### Assigned task
Filter the entries, keeping every line with the word "Opts".

[Information supplied]

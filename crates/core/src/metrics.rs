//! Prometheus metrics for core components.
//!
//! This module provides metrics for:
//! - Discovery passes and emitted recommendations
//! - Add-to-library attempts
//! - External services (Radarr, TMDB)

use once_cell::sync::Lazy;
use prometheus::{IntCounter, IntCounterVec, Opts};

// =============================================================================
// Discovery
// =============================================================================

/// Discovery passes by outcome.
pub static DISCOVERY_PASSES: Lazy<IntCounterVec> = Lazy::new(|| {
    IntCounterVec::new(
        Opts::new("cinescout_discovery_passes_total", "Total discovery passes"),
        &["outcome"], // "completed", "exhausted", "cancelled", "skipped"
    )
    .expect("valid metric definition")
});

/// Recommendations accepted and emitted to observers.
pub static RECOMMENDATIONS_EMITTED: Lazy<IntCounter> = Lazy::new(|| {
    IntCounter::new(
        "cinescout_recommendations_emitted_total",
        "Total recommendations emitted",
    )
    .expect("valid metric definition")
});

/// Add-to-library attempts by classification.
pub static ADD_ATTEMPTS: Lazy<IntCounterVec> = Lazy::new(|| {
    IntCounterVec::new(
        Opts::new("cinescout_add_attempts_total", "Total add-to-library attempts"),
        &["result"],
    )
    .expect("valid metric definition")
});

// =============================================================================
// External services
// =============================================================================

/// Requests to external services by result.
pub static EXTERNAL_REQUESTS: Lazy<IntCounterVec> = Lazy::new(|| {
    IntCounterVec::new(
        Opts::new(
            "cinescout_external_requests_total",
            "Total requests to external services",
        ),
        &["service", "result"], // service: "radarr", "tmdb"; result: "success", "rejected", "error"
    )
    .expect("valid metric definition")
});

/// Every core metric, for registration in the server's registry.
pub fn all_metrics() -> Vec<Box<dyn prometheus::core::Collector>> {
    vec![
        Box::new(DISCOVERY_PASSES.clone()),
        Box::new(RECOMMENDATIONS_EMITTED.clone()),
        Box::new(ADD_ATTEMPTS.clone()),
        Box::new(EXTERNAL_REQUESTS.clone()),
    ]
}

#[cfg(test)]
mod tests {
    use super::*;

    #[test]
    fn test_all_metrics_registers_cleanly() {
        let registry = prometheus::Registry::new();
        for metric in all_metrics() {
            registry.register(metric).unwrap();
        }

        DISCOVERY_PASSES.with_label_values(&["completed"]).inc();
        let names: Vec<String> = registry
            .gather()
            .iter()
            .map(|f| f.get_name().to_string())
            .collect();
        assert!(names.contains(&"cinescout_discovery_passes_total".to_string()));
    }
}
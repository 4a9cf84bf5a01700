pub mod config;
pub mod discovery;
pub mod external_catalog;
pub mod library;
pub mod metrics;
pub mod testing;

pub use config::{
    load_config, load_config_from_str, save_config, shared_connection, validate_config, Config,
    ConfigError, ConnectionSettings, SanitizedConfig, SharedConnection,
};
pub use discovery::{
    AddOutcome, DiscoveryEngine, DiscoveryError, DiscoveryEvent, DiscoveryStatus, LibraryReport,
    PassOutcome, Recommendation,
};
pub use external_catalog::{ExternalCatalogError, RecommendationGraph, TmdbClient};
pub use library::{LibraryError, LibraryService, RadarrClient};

[/Information supplied]

### Result for this exercise
use prometheus::{IntCounter, IntCounterVec, Opts};
        Opts::new("cinescout_discovery_passes_total", "Total discovery passes"),
        Opts::new("cinescout_add_attempts_total", "Total add-to-library attempts"),
        Opts::new(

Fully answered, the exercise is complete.